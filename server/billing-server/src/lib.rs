//! Hospital billing server
//!
//! HTTP API over the billing service: filtered lists with row badges,
//! per-entity statistics, the dashboard summary and create/update/delete for
//! procedures, surgeries, invoices and patients.

pub mod config;
pub mod error;
pub mod handlers;
pub mod openapi;
pub mod report;
pub mod routes;
pub mod server;

// Re-export commonly used types
pub use config::AppConfig;
pub use error::*;
pub use server::{wait_for_shutdown, BillingServer};

use axum::Router;
use tower::ServiceBuilder;
use tower_http::{cors::CorsLayer, trace::TraceLayer};

/// Create the main application router with all routes and middleware
pub fn create_app(server: BillingServer) -> Router {
    routes::create_routes()
        .layer(
            ServiceBuilder::new()
                .layer(TraceLayer::new_for_http())
                .layer(CorsLayer::permissive()),
        )
        .with_state(server)
}
use std::borrow::Cow;

use rust_decimal::Decimal;
use tracing::{debug, info};

use crate::error::BillingResult;
use crate::filter::{ListQuery, Searchable};
use crate::models::{
    Invoice, InvoiceStatus, InvoiceUpdate, NewInvoice, NewPatient, NewProcedure, NewSurgery,
    Patient, PatientUpdate, PaymentRecord, Procedure, ProcedureUpdate, Surgery, SurgeryUpdate,
};
use crate::presentation::{Presentable, Presented};
use crate::reporting::{
    dashboard_summary, invoice_stats, patient_stats, procedure_stats, surgery_stats,
    DashboardSummary, InvoiceStats, PatientStats, ProcedureStats, SurgeryStats,
};
use crate::settings::{AggregatePolicy, BillingSettings};
use crate::store::BillingStore;

/// Billing service
///
/// Owns the entity lists and answers the list, stats and dashboard queries the
/// billing pages issue. Mutations go through [`BillingStore`] and are logged.
#[derive(Debug, Clone)]
pub struct BillingService {
    store: BillingStore,
    settings: BillingSettings,
}

impl BillingService {
    pub fn new(store: BillingStore, settings: BillingSettings) -> Self {
        Self { store, settings }
    }

    /// Service over the compiled-in seed lists.
    ///
    /// # Errors
    ///
    /// Fails on invalid settings or malformed seed data.
    pub fn seeded(settings: BillingSettings) -> BillingResult<Self> {
        settings.validate()?;
        let store = BillingStore::seeded()?;
        info!(
            procedures = store.procedures().len(),
            surgeries = store.surgeries().len(),
            invoices = store.invoices().len(),
            patients = store.patients().len(),
            policy = ?settings.aggregate_policy,
            "Billing store seeded"
        );
        Ok(Self::new(store, settings))
    }

    pub fn settings(&self) -> &BillingSettings {
        &self.settings
    }

    pub fn store(&self) -> &BillingStore {
        &self.store
    }

    /// Patients with counters resolved under the configured policy.
    pub fn patients(&self) -> Cow<'_, [Patient]> {
        match self.settings.aggregate_policy {
            AggregatePolicy::Cached => Cow::Borrowed(self.store.patients()),
            AggregatePolicy::Derived => Cow::Owned(
                self.store
                    .patients()
                    .iter()
                    .map(|p| self.derive_counters(p))
                    .collect(),
            ),
        }
    }

    fn derive_counters(&self, patient: &Patient) -> Patient {
        let surgeries = self
            .store
            .surgeries()
            .iter()
            .filter(|s| s.patient_id == patient.id)
            .count();
        let (invoices, amount) = self
            .store
            .invoices()
            .iter()
            .filter(|i| i.patient_id == patient.id)
            .fold((0usize, Decimal::ZERO), |(count, amount), invoice| {
                if invoice.status == InvoiceStatus::Cancelled {
                    (count + 1, amount)
                } else {
                    (count + 1, amount.saturating_add(invoice.amount))
                }
            });

        Patient {
            total_surgeries: saturating_u32(surgeries),
            total_invoices: saturating_u32(invoices),
            total_amount: amount,
            ..patient.clone()
        }
    }

    // ------------------------------------------------------------------
    // Lists
    // ------------------------------------------------------------------

    pub fn list_procedures(&self, query: &ListQuery) -> Vec<Presented<Procedure>> {
        present("procedures", query, self.store.procedures())
    }

    pub fn list_surgeries(&self, query: &ListQuery) -> Vec<Presented<Surgery>> {
        present("surgeries", query, self.store.surgeries())
    }

    pub fn list_invoices(&self, query: &ListQuery) -> Vec<Presented<Invoice>> {
        present("invoices", query, self.store.invoices())
    }

    pub fn list_patients(&self, query: &ListQuery) -> Vec<Presented<Patient>> {
        present("patients", query, &self.patients())
    }

    // ------------------------------------------------------------------
    // Aggregates (always over the unfiltered lists)
    // ------------------------------------------------------------------

    pub fn procedure_stats(&self) -> ProcedureStats {
        procedure_stats(self.store.procedures())
    }

    pub fn surgery_stats(&self) -> SurgeryStats {
        surgery_stats(self.store.surgeries())
    }

    pub fn invoice_stats(&self) -> InvoiceStats {
        invoice_stats(self.store.invoices())
    }

    pub fn patient_stats(&self) -> PatientStats {
        patient_stats(&self.patients(), self.settings.today())
    }

    pub fn dashboard(&self) -> DashboardSummary {
        dashboard_summary(
            self.store.surgeries(),
            self.store.invoices(),
            &self.patients(),
            self.settings.recent_surgeries_limit,
        )
    }

    // ------------------------------------------------------------------
    // Mutations
    // ------------------------------------------------------------------

    pub fn create_procedure(&mut self, input: NewProcedure) -> BillingResult<Procedure> {
        let procedure = self.store.create_procedure(input)?;
        info!(procedure_id = %procedure.id, code = %procedure.code, "Procedure registered");
        Ok(procedure)
    }

    pub fn update_procedure(&mut self, id: &str, update: ProcedureUpdate) -> BillingResult<Procedure> {
        let procedure = self.store.update_procedure(id, update)?;
        info!(procedure_id = %id, "Procedure updated");
        Ok(procedure)
    }

    pub fn delete_procedure(&mut self, id: &str) -> BillingResult<Procedure> {
        let procedure = self.store.delete_procedure(id)?;
        info!(procedure_id = %id, "Procedure deleted");
        Ok(procedure)
    }

    pub fn create_surgery(&mut self, input: NewSurgery) -> BillingResult<Surgery> {
        let surgery = self.store.create_surgery(input)?;
        info!(
            surgery_id = %surgery.id,
            complexity = %surgery.complexity,
            final_value = %surgery.final_value,
            "Surgery scheduled"
        );
        Ok(surgery)
    }

    pub fn update_surgery(&mut self, id: &str, update: SurgeryUpdate) -> BillingResult<Surgery> {
        let surgery = self.store.update_surgery(id, update)?;
        info!(surgery_id = %id, status = %surgery.status, final_value = %surgery.final_value, "Surgery updated");
        Ok(surgery)
    }

    pub fn delete_surgery(&mut self, id: &str) -> BillingResult<Surgery> {
        let surgery = self.store.delete_surgery(id)?;
        info!(surgery_id = %id, "Surgery deleted");
        Ok(surgery)
    }

    pub fn create_invoice(&mut self, input: NewInvoice) -> BillingResult<Invoice> {
        let invoice = self.store.create_invoice(input)?;
        info!(
            invoice_id = %invoice.id,
            surgery_id = %invoice.surgery_id,
            amount = %invoice.amount,
            "Invoice issued"
        );
        Ok(invoice)
    }

    pub fn update_invoice(&mut self, id: &str, update: InvoiceUpdate) -> BillingResult<Invoice> {
        let invoice = self.store.update_invoice(id, update)?;
        info!(invoice_id = %id, status = %invoice.status, "Invoice updated");
        Ok(invoice)
    }

    pub fn record_payment(&mut self, id: &str, payment: PaymentRecord) -> BillingResult<Invoice> {
        let invoice = self.store.record_payment(id, payment)?;
        info!(
            invoice_id = %id,
            amount = %invoice.amount,
            method = invoice.payment_method.as_deref().unwrap_or_default(),
            "Payment recorded"
        );
        Ok(invoice)
    }

    pub fn delete_invoice(&mut self, id: &str) -> BillingResult<Invoice> {
        let invoice = self.store.delete_invoice(id)?;
        info!(invoice_id = %id, "Invoice deleted");
        Ok(invoice)
    }

    /// Register a patient dated at the configured reference date.
    pub fn create_patient(&mut self, input: NewPatient) -> BillingResult<Patient> {
        let registered_on = self.settings.today();
        let patient = self.store.create_patient(input, registered_on)?;
        info!(patient_id = %patient.id, %registered_on, "Patient registered");
        Ok(patient)
    }

    pub fn update_patient(&mut self, id: &str, update: PatientUpdate) -> BillingResult<Patient> {
        let patient = self.store.update_patient(id, update)?;
        info!(patient_id = %id, status = %patient.status, "Patient updated");
        Ok(patient)
    }

    pub fn delete_patient(&mut self, id: &str) -> BillingResult<Patient> {
        let patient = self.store.delete_patient(id)?;
        info!(patient_id = %id, "Patient deleted");
        Ok(patient)
    }
}

fn present<T>(entity: &str, query: &ListQuery, records: &[T]) -> Vec<Presented<T>>
where
    T: Searchable + Presentable + Clone,
{
    let rows: Vec<Presented<T>> = query
        .apply(records)
        .into_iter()
        .map(|record| Presented::new(record.clone()))
        .collect();
    debug!(
        entity,
        search = %query.search,
        filter = %query.filter,
        matched = rows.len(),
        total = records.len(),
        "List query"
    );
    rows
}

fn saturating_u32(count: usize) -> u32 {
    u32::try_from(count).unwrap_or(u32::MAX)
}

· · · · · · ·

WHAT YOU NEED TO DO ->
Please report every line of the records above that contains the word "DashboardSummary".

WRITTEN SOLUTION ->
    DashboardSummary, InvoiceStats, PatientStats, ProcedureStats, SurgeryStats,
    pub fn dashboard(&self) -> DashboardSummary {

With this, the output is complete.